Huawei Headquarters, Shenzen, Guandong, China, Source: skynews.com |
Huawei is a Chinese multinational telecommunications equipment
and consumer electronics manufacturer headquartered in Shenzen, Guandong, China.
It was a company founded in 1987, initially focused on manufacturing phone
switches. It has since then expanded its business into building
telecommunications networks, providing operational and consultation services
and equipment both within and outside china, and manufacturing communications
devices for the consumer market.
Huawei is a business which has grown to become the world’s
largest telecommunications equipment vendor and is being considered as a
company with high security risks. Huawei’s
equipment being banned as nations seek to develop their 5G networks shows
little signs of stopping, and western bodies including the EU and NATO have
been called to establish a joint position on their security risks.
In the UK, the company’s bid to help build Britain’s 5G network
was approved by Theresa May, despite warnings about the risk it poses to national
security. Why wouldn’t Huawei be thought of as a high security risk to nations
if not because of assessments made of China’s hostility towards Western
nations.
Huawei’s equipment basically occupies every step of the
network chain between our laptops and phones through to the data centers
hosting the content we want to access. Huawei’s equipment is especially prominent
in the parts of the network closer to the data centers although it sells
laptops and phones, and it is the equipment which is raising concerns.

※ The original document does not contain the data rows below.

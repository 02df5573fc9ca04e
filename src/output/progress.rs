//! Running progress accounting for a crawl
//!
//! The tracker is owned by the orchestrator's single aggregation point, so
//! its counters never see concurrent writers.

use crate::crawler::CrawlOutcome;
use crate::output::stats::{eta, format_duration, percent, RunStatistics};
use chrono::{DateTime, Local};
use tokio::time::Instant;

/// Counts terminal outcomes and reports progress as they arrive
#[derive(Debug)]
pub struct ProgressTracker {
    total: usize,
    processed: usize,
    failed: usize,
    cancelled: usize,
    started_at: DateTime<Local>,
    started: Instant,
}

impl ProgressTracker {
    /// Starts the clock for a run over `total` URLs
    pub fn start(total: usize) -> Self {
        Self {
            total,
            processed: 0,
            failed: 0,
            cancelled: 0,
            started_at: Local::now(),
            started: Instant::now(),
        }
    }

    pub fn processed(&self) -> usize {
        self.processed
    }

    pub fn failed(&self) -> usize {
        self.failed
    }

    pub fn cancelled(&self) -> usize {
        self.cancelled
    }

    /// Number of URLs that reached a terminal state so far
    pub fn completed(&self) -> usize {
        self.processed + self.failed + self.cancelled
    }

    /// Records one terminal outcome and logs the matching progress line
    pub fn record(&mut self, outcome: &CrawlOutcome) {
        match outcome {
            CrawlOutcome::Succeeded { url, .. } => {
                self.processed += 1;
                self.report_success(url);
            }
            CrawlOutcome::Failed { url, reason } => {
                self.failed += 1;
                tracing::warn!("Failed to crawl {}: {}", url, reason);
            }
            CrawlOutcome::Cancelled { url } => {
                self.cancelled += 1;
                tracing::debug!("Cancelled before completion: {}", url);
            }
        }
    }

    fn report_success(&self, url: &str) {
        let elapsed = self.started.elapsed();
        let pct = percent(self.processed, self.total);

        match eta(elapsed, self.processed, self.total) {
            Some(remaining) => tracing::info!(
                "Successfully crawled: {} ({}/{}, {:.1}%) - Elapsed: {}, Est. remaining: {}",
                url,
                self.processed,
                self.total,
                pct,
                format_duration(elapsed),
                format_duration(remaining)
            ),
            None => tracing::info!(
                "Successfully crawled: {} ({}/{}, {:.1}%) - Elapsed: {}",
                url,
                self.processed,
                self.total,
                pct,
                format_duration(elapsed)
            ),
        }
    }

    /// Stops the clock and produces the final statistics
    pub fn finish(self) -> RunStatistics {
        RunStatistics {
            total: self.total,
            processed: self.processed,
            failed: self.failed,
            cancelled: self.cancelled,
            started_at: self.started_at,
            finished_at: Local::now(),
            elapsed: self.started.elapsed(),
        }
    }
}
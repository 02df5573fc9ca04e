//! robots.txt rules and `Sitemap:` directives
//!
//! Allow/deny questions go to the robotstxt crate's matcher. `Sitemap:` lines
//! apply to the whole file regardless of user-agent groups, so they are read
//! directly from the text.

use robotstxt::DefaultMatcher;

/// Directive prefix announcing a sitemap location (matched case-insensitively)
const SITEMAP_DIRECTIVE: &str = "sitemap:";

/// A fetched robots.txt file
///
/// An empty file imposes no rules and announces no sitemaps.
#[derive(Debug, Clone, Default)]
pub struct ParsedRobots {
    content: String,
}

impl ParsedRobots {
    pub fn from_content(content: &str) -> Self {
        Self {
            content: content.to_string(),
        }
    }

    /// Rules used when robots.txt is unavailable: everything is allowed
    pub fn allow_all() -> Self {
        Self::default()
    }

    pub fn content(&self) -> &str {
        &self.content
    }

    /// Whether `user_agent` may fetch the absolute `url`
    ///
    /// `user_agent` may be a full `User-Agent` header; groups are matched
    /// against its product token (see [`product_token`]).
    pub fn is_allowed(&self, url: &str, user_agent: &str) -> bool {
        if self.content.trim().is_empty() {
            return true;
        }

        DefaultMatcher::default().one_agent_allowed_by_robots(
            &self.content,
            product_token(user_agent),
            url,
        )
    }

    /// Returns every `Sitemap:` directive value in file order
    ///
    /// A line matches when it starts with `sitemap:` in any letter case; the
    /// value is everything after the first colon, trimmed. Lines whose value is
    /// blank are ignored.
    pub fn sitemap_directives(&self) -> Vec<String> {
        self.content
            .lines()
            .filter_map(|line| {
                let prefix = line.get(..SITEMAP_DIRECTIVE.len())?;
                if !prefix.eq_ignore_ascii_case(SITEMAP_DIRECTIVE) {
                    return None;
                }
                let value = line[SITEMAP_DIRECTIVE.len()..].trim();
                (!value.is_empty()).then(|| value.to_string())
            })
            .collect()
    }

    /// Returns the first `Sitemap:` directive value, if any
    pub fn first_sitemap(&self) -> Option<String> {
        self.sitemap_directives().into_iter().next()
    }
}

/// Product token of a `User-Agent` header, as named in `User-agent:` lines
///
/// This is the text before the first `/` or whitespace, so
/// `Mozilla/5.0 (X11; Linux)` becomes `Mozilla`. A value without either
/// separator is returned trimmed.
pub fn product_token(user_agent: &str) -> &str {
    let trimmed = user_agent.trim();
    trimmed
        .split(|c: char| c == '/' || c.is_whitespace())
        .next()
        .unwrap_or(trimmed)
}
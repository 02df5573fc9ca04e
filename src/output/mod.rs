//! Output module for progress reporting, statistics and run records
//!
//! This module handles:
//! - Running progress and ETA reporting during a crawl
//! - Final run statistics and their derived rates
//! - Markdown rendering of pages and discovery manifests
//! - The plain-text run log

mod markdown;
mod progress;
mod run_log;
pub mod stats;

pub use markdown::{format_manifest, format_page_document};
pub use progress::ProgressTracker;
pub use run_log::RunLog;
pub use stats::{eta, format_duration, percent, RunStatistics};

/// Timestamp embedded in generated file names
pub const FILE_TIMESTAMP_FORMAT: &str = "%Y%m%d_%H%M%S";

/// Timestamp shown inside generated documents and logs
pub const DISPLAY_TIMESTAMP_FORMAT: &str = "%Y-%m-%d %H:%M:%S";
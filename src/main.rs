//! Sitemap Harvest main entry point
//!
//! This is the command-line interface for the Sitemap Harvest site crawler.

use anyhow::Context;
use clap::Parser;
use sitemap_harvest::config::{load_config_with_hash, validate, Config, OutputFormat};
use sitemap_harvest::crawler::build_http_client;
use sitemap_harvest::driver::{CrawlSelection, RunDriver};
use sitemap_harvest::sitemap::SitemapResolver;
use std::path::PathBuf;
use tokio_util::sync::CancellationToken;
use tracing_subscriber::EnvFilter;

/// Placeholder used when no site address is given
const DEFAULT_SITE: &str = "your_website_url";

/// Sitemap Harvest: a sitemap-driven site crawler
///
/// Discovers every page a site lists in its sitemap (following sitemap
/// indexes and the robots.txt `Sitemap:` directive), then fetches and stores
/// each page with bounded concurrency and per-URL retries.
#[derive(Parser, Debug)]
#[command(name = "sitemap-harvest")]
#[command(version = "1.0.0")]
#[command(about = "A sitemap-driven site crawler", long_about = None)]
struct Cli {
    /// Site address or sitemap URL to harvest
    #[arg(value_name = "SITE", default_value = DEFAULT_SITE)]
    site: String,

    /// Path to TOML configuration file
    #[arg(short, long, value_name = "FILE")]
    config: Option<PathBuf>,

    /// Maximum number of pages fetched at the same time
    #[arg(long, value_name = "N")]
    max_concurrent: Option<u32>,

    /// Total fetch attempts per page
    #[arg(long, value_name = "N")]
    max_retries: Option<u32>,

    /// Crawl only the first N discovered URLs
    #[arg(long, value_name = "N")]
    limit: Option<usize>,

    /// Where crawled pages are stored
    #[arg(long, value_enum)]
    format: Option<OutputFormat>,

    /// Directory for crawled content
    #[arg(long, value_name = "DIR")]
    content_dir: Option<String>,

    /// Directory for run logs
    #[arg(long, value_name = "DIR")]
    log_dir: Option<String>,

    /// Skip discovered URLs that robots.txt disallows
    #[arg(long)]
    respect_robots: bool,

    /// Resolve the sitemap and report what would be crawled, without crawling
    #[arg(long)]
    dry_run: bool,

    /// Increase logging verbosity (-v, -vv, -vvv)
    #[arg(short, long, action = clap::ArgAction::Count)]
    verbose: u8,

    /// Suppress non-error output
    #[arg(short, long, conflicts_with = "verbose")]
    quiet: bool,
}

#[tokio::main]
async fn main() -> anyhow::Result<()> {
    let cli = Cli::parse();

    // Setup logging based on verbosity
    setup_logging(cli.verbose, cli.quiet);

    let (mut config, config_hash) = match &cli.config {
        Some(path) => {
            tracing::info!("Loading configuration from: {}", path.display());
            let (config, hash) = load_config_with_hash(path)
                .with_context(|| format!("failed to load {}", path.display()))?;
            tracing::info!("Configuration loaded successfully (hash: {})", hash);
            (config, Some(hash))
        }
        None => (Config::default(), None),
    };

    apply_overrides(&mut config, &cli);
    validate(&config).context("invalid configuration")?;

    let selection = match cli.limit {
        Some(n) => CrawlSelection::Limit(n),
        None => CrawlSelection::All,
    };

    if cli.dry_run {
        return handle_dry_run(&config, &cli.site, selection).await;
    }

    handle_crawl(&config, config_hash, &cli.site, selection).await
}

/// Sets up the logging/tracing subscriber based on verbosity level
fn setup_logging(verbose: u8, quiet: bool) {
    let filter = if quiet {
        // Only show errors
        EnvFilter::new("error")
    } else {
        match verbose {
            0 => EnvFilter::new("sitemap_harvest=info,warn"),
            1 => EnvFilter::new("sitemap_harvest=debug,info"),
            2 => EnvFilter::new("sitemap_harvest=trace,debug"),
            _ => EnvFilter::new("trace"),
        }
    };

    tracing_subscriber::fmt()
        .with_env_filter(filter)
        .with_target(false)
        .with_thread_ids(false)
        .with_file(false)
        .init();
}

/// Applies command-line flags on top of the file configuration
fn apply_overrides(config: &mut Config, cli: &Cli) {
    if let Some(n) = cli.max_concurrent {
        config.crawler.max_concurrent = n;
    }
    if let Some(n) = cli.max_retries {
        config.crawler.max_retries = n;
    }
    if let Some(format) = cli.format {
        config.output.format = format;
    }
    if let Some(dir) = &cli.content_dir {
        config.output.content_dir = dir.clone();
    }
    if let Some(dir) = &cli.log_dir {
        config.output.log_dir = dir.clone();
    }
    if cli.respect_robots {
        config.sitemap.respect_robots = true;
    }
}

/// Handles the --dry-run mode: resolves the sitemap and reports the plan
async fn handle_dry_run(
    config: &Config,
    site: &str,
    selection: CrawlSelection,
) -> anyhow::Result<()> {
    println!("=== Sitemap Harvest Dry Run ===\n");

    println!("Crawler Configuration:");
    println!("  Max concurrent: {}", config.crawler.max_concurrent);
    println!("  Max attempts per URL: {}", config.crawler.max_retries);
    println!("  Retry delay: {}ms", config.crawler.retry_delay_ms);
    println!("  Max sitemap depth: {}", config.sitemap.max_depth);
    println!("  Respect robots.txt: {}", config.sitemap.respect_robots);

    let client = build_http_client(&config.http)?;
    let resolver = SitemapResolver::from_config(client, &config.sitemap);
    let resolution = resolver.resolve(site).await;

    println!("\nSitemap: {}", resolution.sitemap_url);
    if resolution.is_empty() {
        println!("No sitemap URLs found; would crawl {} only", resolution.base_url);
        return Ok(());
    }

    let discovered = resolution.urls.len();
    let (targets, decision) = selection.apply(resolution.urls);
    println!("Discovered URLs: {}", discovered);
    println!("{}", decision.describe(&resolution.base_url));
    for url in targets.iter().take(20) {
        println!("  - {}", url);
    }
    if targets.len() > 20 {
        println!("  ... and {} more", targets.len() - 20);
    }

    Ok(())
}

/// Handles the main crawl operation
async fn handle_crawl(
    config: &Config,
    config_hash: Option<String>,
    site: &str,
    selection: CrawlSelection,
) -> anyhow::Result<()> {
    let cancel = CancellationToken::new();
    spawn_interrupt_handler(cancel.clone());

    let mut driver = RunDriver::from_config(config)
        .context("failed to set up the crawl")?
        .with_cancellation(cancel);
    if let Some(hash) = config_hash {
        driver = driver.with_config_hash(hash);
    }

    let report = driver.run(site, selection).await.map_err(|e| {
        tracing::error!("Crawl failed: {}", e);
        e
    })?;

    if report.statistics.cancelled > 0 {
        tracing::warn!(
            "Run interrupted: {} URLs were not crawled",
            report.statistics.cancelled
        );
    }

    Ok(())
}

/// Cancels the run on the first Ctrl-C
fn spawn_interrupt_handler(cancel: CancellationToken) {
    tokio::spawn(async move {
        if tokio::signal::ctrl_c().await.is_ok() {
            tracing::warn!("Interrupt received, finishing in-flight pages and stopping");
            cancel.cancel();
        }
    });
}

The company has been granted restricted access to build “non-core”
infrastructure such as antennas, but will be banned from involvement in the
most sensitive areas of the network with the main equipment it builds.
The core infrastructure devices that Huawei really deals with
– network switches, routers and bridges; the kit that controls how and where
data is sent, touches everything traversing the internet and are critical to
its proper functioning.
Three out of the five nations (the US of A, Australia and New
Zealand) in the five Eyes Intelligence Alliance have effectively prohibited the
installations of Huawei equipment as part of the next generation of
telecommunications equipment. While the other two members have not stated their
conclusion on the issue, the UK has made the decision to allow Huawei equipment
towards the edge of the network; in the radio transmitters and receivers which
other companies struggle to compete with the company on and Canada is expected
to state its position in the coming months.
The restriction of Huawei’s equipment to the edges of the 5G
network rather than the core data processing and handling areas is potentially significant
of how National Security Council (NSC) expects these risks can be managed,
although the ultimate decision was taken by the prime minister during one of
the NSC meetings.
Despite the assessment of the accusation of Huawei by the US
intelligence of being funded and sponsored by the Chinese state, and the UK’s
National Cyber Security Centre’s statement as regards the threat Huawei posed
to national security, the head of the NCSC said the UK has established the “toughest
and most rigorous oversight regime in the world for Huawei” and would be
capable of managing the risk the company poses.
The company has consistently insisted and affirmed its
consumers and the world at large in the face of criticism, that it has never
been brought to evidence that its equipment is more faulty or suspicious than
that of its competitors.
Even if there is no evidence of bad action on behalf of the
company, Western security officials have been especially wary of China’s
foreign policy, including its alleged ambitions to use business ties in foreign
countries as elements of warfare.
Asides the foreign policy, the founder’s connections with the
military and the communist party, alongside those of its senior executive
raises security concerns for foreign customers.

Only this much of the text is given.